Joe Crim, head of the department of cellular biology likewise had high praise for Docampo. “Dr. Docampo’s ground-breaking research is strategically positioned at the interface of cell biology and parasitology,” said Crim. “The arrival of Dr. Docampo and Dr. Moreno at UGA clearly will offer many exciting opportunities for new, mutually beneficial collaborations with existing scientists in the biological sciences. Indeed, the impetus of their research has the potential to reverberate widely across South Campus, including valued colleagues in other colleges such as pharmacy and veterinary medicine.”
Docampo is an international leader in the search for metabolic pathways in parasites that may be essential for their survival but may not find an equivalent counterpart in the host. Currently Docampo’s lab is concentrating its efforts on different biochemical mechanisms used by parasites that cause malaria, African sleeping sickness, leishmaniasis and Chagas’ Disease. Malaria is one of the planet’s deadliest diseases and one of the leading causes of sickness and death in the developing world. According to the World Health Organization there are 300 to 500 million clinical cases of malaria each year resulting in 1.5 to 2.7 million deaths.
Docampo received his M.D. from the School of Medicine at the University of Buenos Aires in 1972 and a Ph.D. in microbiology from the Federal University of Rio de Janeiro in 1977. He also earned a Ph.D. in medicine from the University of Buenos Aires School of Medicine in 1979.
He served on the faculty of the University of Buenos Aires from 1978-1990, when he accepted a position as an associate professor in the department of veterinary pathology in the College of Veterinary Medicine at the University of Illinois. He was promoted to professor there in 1995, and in 2002 became chair of the Division of Microbiology and Immunology at UL and also became scientific director of the Center for Zoonoses Research.
A visiting professor at numerous universities, Docampo is the winner of many awards, including two awards from the Burroughs Wellcome Fund. He has received several million dollars in extramural grants from such agencies as the National Institutes of Health, the American Heart Association and the World Health Organization.
He has presented invited lectures worldwide and serves or has served on the editorial boards of numerous journals, including Molecular and Biochemical Parasitology and grant review panels, including the Tropical Medicine and Parasitology Study Section of the National Institutes of Health. He is the author of nearly 200 peer-reviewed research articles and has contributed a dozen chapters to edited volumes.

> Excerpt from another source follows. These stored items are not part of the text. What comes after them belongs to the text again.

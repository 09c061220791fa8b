//! Effect lifecycle endpoints.

use axum::extract::{Path, State};
use axum::routing::{delete, get, post};
use axum::{Json, Router};
use serde::{Deserialize, Serialize};
use serde_json::{json, Value};
use visor_engine::effects::{all_metadata, EFFECT_NAMES};
use visor_engine::EffectError;

use crate::api::{ask, ApiError, ApiState};
use crate::control::Control;

pub fn router() -> Router<ApiState> {
    Router::new()
        .route("/add", post(add))
        .route("/clear", delete(clear))
        .route("/:id", delete(remove))
        .route("/active", get(active))
        .route("/available", get(available))
        .route("/metadata", get(metadata))
        .route("/save", get(save))
        .route("/restore", post(restore))
}

#[derive(Debug, Deserialize)]
struct AddEffectRequest {
    effect_name: String,
    #[serde(default)]
    params: Value,
}

async fn add(
    State(state): State<ApiState>,
    Json(request): Json<AddEffectRequest>,
) -> Result<Json<Value>, ApiError> {
    let result = ask(&state.ctrl, |reply| Control::AddEffect {
        name: request.effect_name.clone(),
        params: request.params,
        reply,
    })
    .await?;

    match result {
        Ok(id) => Ok(Json(json!({
            "status": "ok",
            "effect_id": id,
            "effect_type": request.effect_name,
        }))),
        Err(e @ EffectError::Unknown(_)) => Err(ApiError::not_found(e.to_string())),
        Err(e @ EffectError::InvalidParams { .. }) => Err(ApiError::bad_request(e.to_string())),
    }
}

async fn clear(State(state): State<ApiState>) -> Result<Json<Value>, ApiError> {
    ask(&state.ctrl, |reply| Control::ClearEffects { reply }).await?;
    Ok(Json(json!({ "status": "ok" })))
}

async fn remove(
    State(state): State<ApiState>,
    Path(id): Path<String>,
) -> Result<Json<Value>, ApiError> {
    let removed = ask(&state.ctrl, |reply| Control::RemoveEffect {
        id: id.clone(),
        reply,
    })
    .await?;
    if !removed {
        return Err(ApiError::not_found(format!("effect '{id}' is not active")));
    }
    Ok(Json(json!({ "status": "ok", "effect_id": id })))
}

async fn active(State(state): State<ApiState>) -> Result<Json<Value>, ApiError> {
    let list = ask(&state.ctrl, |reply| Control::ListEffects { reply }).await?;
    let effects: Vec<Value> = list
        .into_iter()
        .map(|(id, name)| json!({ "id": id, "name": name }))
        .collect();
    Ok(Json(json!({ "count": effects.len(), "effects": effects })))
}

async fn available() -> Json<Value> {
    Json(json!({ "effects": EFFECT_NAMES, "count": EFFECT_NAMES.len() }))
}

async fn metadata() -> Json<Value> {
    Json(json!({ "effects": all_metadata() }))
}

/// One effect in a saved snapshot: its type name and public parameters.
#[derive(Debug, Serialize, Deserialize)]
struct SavedEffect {
    name: String,
    #[serde(default)]
    params: Value,
}

#[derive(Debug, Deserialize)]
struct RestoreRequest {
    effects: Vec<SavedEffect>,
}

async fn save(State(state): State<ApiState>) -> Result<Json<Value>, ApiError> {
    let saved = ask(&state.ctrl, |reply| Control::SaveEffects { reply }).await?;
    let effects: Vec<SavedEffect> = saved
        .into_iter()
        .map(|(name, params)| SavedEffect { name, params })
        .collect();
    Ok(Json(json!({ "count": effects.len(), "effects": effects })))
}

async fn restore(
    State(state): State<ApiState>,
    Json(request): Json<RestoreRequest>,
) -> Result<Json<Value>, ApiError> {
    let count = request.effects.len();
    let params: Vec<(String, Value)> = request
        .effects
        .into_iter()
        .map(|e| (e.name, e.params))
        .collect();
    ask(&state.ctrl, |reply| Control::RestoreEffects { params, reply }).await?;
    Ok(Json(json!({ "status": "ok", "count": count })))
}
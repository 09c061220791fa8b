//! The app contract and its plumbing.
//!
//! An app is a stateful producer of visual content: it consumes typed
//! events, answers typed queries, and renders a frame description (or a
//! prebuilt frame) each tick. Apps are registered statically at startup.

mod events;
mod manager;

pub use events::{
    validate_fields, Event, EventError, EventRegistry, EventType, FieldKind, FieldSpec, Query,
    QueryError, QueryType, BUTTON_EVENT, SYSTEM_APP,
};
pub use manager::{AppError, AppManager};

use serde_json::Value;

use crate::display::MirrorMode;
use crate::render::RenderOutput;

/// The contract every app fulfills. Called only from the main loop;
/// implementations are free to keep mutable state without locking.
pub trait App: Send {
    /// Unique app name.
    fn name(&self) -> &str;

    /// Event types this app consumes.
    fn events(&self) -> Vec<EventType> {
        Vec::new()
    }

    /// Query types this app answers.
    fn queries(&self) -> Vec<QueryType> {
        Vec::new()
    }

    /// Mirror mode applied to the display when this app activates.
    fn mirror_mode(&self) -> MirrorMode {
        MirrorMode::None
    }

    /// Called when the app becomes active.
    fn start(&mut self) {}

    /// Called when the app is deactivated.
    fn stop(&mut self) {}

    /// Advance internal state. `events` holds everything that arrived
    /// before this tick began, in order.
    fn update(&mut self, _dt: f32, _events: &[Event]) {}

    /// Produce this tick's visual output; `None` skips the tick.
    fn render(&mut self) -> Option<RenderOutput>;

    /// Answer a query. The default rejects everything as unsupported.
    fn handle_query(&mut self, query: &Query) -> Result<Value, QueryError> {
        Err(QueryError::Unsupported(query.name.clone()))
    }
}
//! Layer variants composing a frame description.
//!
//! Layers are a tagged union rendered in list order (painter's algorithm).
//! Sprite pixel data is shared via `Arc` so descriptions can be rebuilt
//! every tick without copying bitmaps.

use std::fmt;
use std::path::PathBuf;
use std::sync::atomic::{AtomicU32, Ordering};
use std::sync::Arc;

use crate::color::Rgba;

/// Stable identity for a layer. Survives clones, so per-layer state held
/// by the renderer or by pre-effects can be keyed on it across ticks.
#[derive(Debug, Clone, Copy, PartialEq, Eq, Hash)]
pub struct LayerId(pub u32);

static NEXT_LAYER_ID: AtomicU32 = AtomicU32::new(1);

impl LayerId {
    /// Allocate a fresh id from the global counter.
    pub fn next() -> Self {
        LayerId(NEXT_LAYER_ID.fetch_add(1, Ordering::Relaxed))
    }
}

/// Immutable RGBA bitmap shared between layers and transition snapshots.
#[derive(Debug, Clone, PartialEq, Eq)]
pub struct SpritePixels {
    width: usize,
    height: usize,
    data: Arc<[u8]>,
}

impl SpritePixels {
    /// Wrap an RGBA buffer. Length must be exactly `width * height * 4`.
    pub fn new(width: usize, height: usize, data: Vec<u8>) -> Self {
        assert_eq!(data.len(), width * height * 4, "sprite buffer size mismatch");
        Self {
            width,
            height,
            data: data.into(),
        }
    }

    /// A `width`×`height` sprite filled with one color.
    pub fn solid(width: usize, height: usize, color: Rgba) -> Self {
        let mut data = Vec::with_capacity(width * height * 4);
        for _ in 0..width * height {
            data.extend_from_slice(&[color.r, color.g, color.b, color.a]);
        }
        Self::new(width, height, data)
    }

    pub fn width(&self) -> usize {
        self.width
    }

    pub fn height(&self) -> usize {
        self.height
    }

    /// Raw RGBA bytes, row-major.
    pub fn data(&self) -> &[u8] {
        &self.data
    }
}

/// One-shot callback fired when a non-looping animation finishes its
/// first pass (or a looping one wraps for the first time).
#[derive(Clone)]
pub struct CompletionHook(Arc<dyn Fn() + Send + Sync>);

impl CompletionHook {
    pub fn new(f: impl Fn() + Send + Sync + 'static) -> Self {
        Self(Arc::new(f))
    }

    pub fn fire(&self) {
        (self.0)();
    }
}

impl fmt::Debug for CompletionHook {
    fn fmt(&self, f: &mut fmt::Formatter<'_>) -> fmt::Result {
        f.write_str("CompletionHook")
    }
}

/// Fills the entire frame with a color (alpha ignored).
#[derive(Debug, Clone)]
pub struct FillLayer {
    pub color: Rgba,
}

/// Axis-aligned alpha-blended rectangle.
#[derive(Debug, Clone)]
pub struct RectLayer {
    pub x: f32,
    pub y: f32,
    pub width: f32,
    pub height: f32,
    pub color: Rgba,
}

/// Sub-pixel positioned RGBA bitmap.
#[derive(Debug, Clone)]
pub struct SpriteLayer {
    pub id: LayerId,
    pub pixels: SpritePixels,
    pub x: f32,
    pub y: f32,
}

impl SpriteLayer {
    pub fn new(pixels: SpritePixels, x: f32, y: f32) -> Self {
        Self {
            id: LayerId::next(),
            pixels,
            x,
            y,
        }
    }
}

/// Frame-sequence sprite. `frames` and `durations` must be the same
/// length. `current_frame`/`elapsed` seed the renderer's animation state
/// the first time the layer is seen; the renderer writes the advanced
/// values back each tick.
#[derive(Debug, Clone)]
pub struct AnimatedSpriteLayer {
    pub id: LayerId,
    pub frames: Vec<SpritePixels>,
    pub durations: Vec<f32>,
    pub current_frame: usize,
    pub elapsed: f32,
    pub looping: bool,
    pub on_complete: Option<CompletionHook>,
    pub x: f32,
    pub y: f32,
}

impl AnimatedSpriteLayer {
    pub fn new(frames: Vec<SpritePixels>, durations: Vec<f32>, looping: bool) -> Self {
        assert_eq!(frames.len(), durations.len(), "frames/durations length mismatch");
        Self {
            id: LayerId::next(),
            frames,
            durations,
            current_frame: 0,
            elapsed: 0.0,
            looping,
            on_complete: None,
            x: 0.0,
            y: 0.0,
        }
    }
}

/// Text rendered through the font engine, then treated as a sprite.
#[derive(Debug, Clone)]
pub struct TextLayer {
    pub text: String,
    pub x: f32,
    pub y: f32,
    pub font_size: f32,
    pub color: Rgba,
    pub font_path: Option<PathBuf>,
}

impl TextLayer {
    pub fn new(text: impl Into<String>, x: f32, y: f32, font_size: f32, color: Rgba) -> Self {
        Self {
            text: text.into(),
            x,
            y,
            font_size,
            color,
            font_path: None,
        }
    }
}

/// A drawable. Variants carry their own parameters; z-order is the
/// position in the description's layer list.
#[derive(Debug, Clone)]
pub enum Layer {
    Fill(FillLayer),
    Rect(RectLayer),
    Sprite(SpriteLayer),
    AnimatedSprite(AnimatedSpriteLayer),
    Text(TextLayer),
}

impl Layer {
    pub fn fill(color: Rgba) -> Self {
        Layer::Fill(FillLayer { color })
    }

    pub fn rect(x: f32, y: f32, width: f32, height: f32, color: Rgba) -> Self {
        Layer::Rect(RectLayer {
            x,
            y,
            width,
            height,
            color,
        })
    }

    pub fn sprite(pixels: SpritePixels, x: f32, y: f32) -> Self {
        Layer::Sprite(SpriteLayer::new(pixels, x, y))
    }

    pub fn text(text: impl Into<String>, x: f32, y: f32, font_size: f32, color: Rgba) -> Self {
        Layer::Text(TextLayer::new(text, x, y, font_size, color))
    }

    /// Identity for sprite-like layers; `None` for the rest.
    pub fn id(&self) -> Option<LayerId> {
        match self {
            Layer::Sprite(s) => Some(s.id),
            Layer::AnimatedSprite(s) => Some(s.id),
            _ => None,
        }
    }

    /// Screen position for layers that have one.
    pub fn position(&self) -> Option<(f32, f32)> {
        match self {
            Layer::Rect(r) => Some((r.x, r.y)),
            Layer::Sprite(s) => Some((s.x, s.y)),
            Layer::AnimatedSprite(s) => Some((s.x, s.y)),
            Layer::Text(t) => Some((t.x, t.y)),
            Layer::Fill(_) => None,
        }
    }

    /// Move a positioned layer. No-op for fills.
    pub fn set_position(&mut self, x: f32, y: f32) {
        match self {
            Layer::Rect(r) => {
                r.x = x;
                r.y = y;
            }
            Layer::Sprite(s) => {
                s.x = x;
                s.y = y;
            }
            Layer::AnimatedSprite(s) => {
                s.x = x;
                s.y = y;
            }
            Layer::Text(t) => {
                t.x = x;
                t.y = y;
            }
            Layer::Fill(_) => {}
        }
    }

    /// Whether the pre-effects (Wiggle) treat this layer as a sprite.
    pub fn is_sprite(&self) -> bool {
        matches!(self, Layer::Sprite(_) | Layer::AnimatedSprite(_))
    }
}

#[cfg(test)]
mod tests {
    use super::*;

    #[test]
    fn layer_ids_are_unique() {
        let a = LayerId::next();
        let b = LayerId::next();
        assert_ne!(a, b);
    }

    #[test]
    fn id_survives_clone() {
        let layer = Layer::sprite(SpritePixels::solid(2, 2, Rgba::WHITE), 0.0, 0.0);
        let clone = layer.clone();
        assert_eq!(layer.id(), clone.id());
    }

    #[test]
    #[should_panic(expected = "sprite buffer size mismatch")]
    fn sprite_pixels_checks_length() {
        SpritePixels::new(2, 2, vec![0; 15]);
    }

    #[test]
    fn set_position_moves_sprites() {
        let mut layer = Layer::sprite(SpritePixels::solid(1, 1, Rgba::WHITE), 1.0, 2.0);
        layer.set_position(3.0, 4.0);
        assert_eq!(layer.position(), Some((3.0, 4.0)));
    }
}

With his wife, he is the author of Introductory Course of Chemistry, Vols. I-III, published in Argentina in 1981.
Moreno is, likewise, an internationally recognized scientist who studies the parasite Toxoplasma gondii, which is the cause of toxoplasmosis. This pervasive parasite, which infects about 20 percent of the people in the United States, has a global, cosmopolitan distribution and can be an especially devastating disease in immunocompromised hosts, including patients with HIV/AIDS. Moreno’s master’s and doctoral degrees are both from the University of Buenos Aires, and she has worked with her husband for many years.
Docampo and Moreno are highly praised teachers as well and arrive at UGA with high rankings from their former students.
They will assume their positions at UGA in January.